EXERCISE: Every line with the string "self" should be copied from the data.

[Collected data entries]
>>>>
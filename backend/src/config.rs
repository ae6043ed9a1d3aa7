//! Command-line and environment configuration for the server.

use std::net::SocketAddr;
use std::path::PathBuf;

use clap::Parser;

use crate::domain::conversation_session::{DEFAULT_GEMINI_BASE_URL, DEFAULT_MODEL};

#[derive(Debug, Clone, Parser)]
#[command(name = "savvy-backend")]
#[command(about = "Savvy personal-finance chat assistant")]
pub struct AppConfig {
    /// Gemini API key; chat is disabled when absent
    #[arg(long, env = "API_KEY", hide_env_values = true)]
    pub api_key: Option<String>,

    /// Gemini model name
    #[arg(long, env = "SAVVY_MODEL", default_value = DEFAULT_MODEL)]
    pub model: String,

    /// Base URL of the Gemini REST API
    #[arg(long, env = "SAVVY_GEMINI_BASE_URL", default_value = DEFAULT_GEMINI_BASE_URL)]
    pub gemini_base_url: String,

    /// Address the HTTP server listens on
    #[arg(long, env = "SAVVY_BIND_ADDR", default_value = "127.0.0.1:3000")]
    pub bind_addr: SocketAddr,

    /// Origin allowed to call the API from the browser
    #[arg(long, env = "SAVVY_FRONTEND_ORIGIN", default_value = "http://localhost:8080")]
    pub frontend_origin: String,

    /// Directory with the built frontend
    #[arg(long, env = "SAVVY_STATIC_DIR", default_value = "../frontend/dist")]
    pub static_dir: PathBuf,
}

impl AppConfig {
    pub fn has_api_key(&self) -> bool {
        self.api_key.as_deref().is_some_and(|key| !key.trim().is_empty())
    }
}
<<<<
WRITTEN SOLUTION:
    pub fn has_api_key(&self) -> bool {
        self.api_key.as_deref().is_some_and(|key| !key.trim().is_empty())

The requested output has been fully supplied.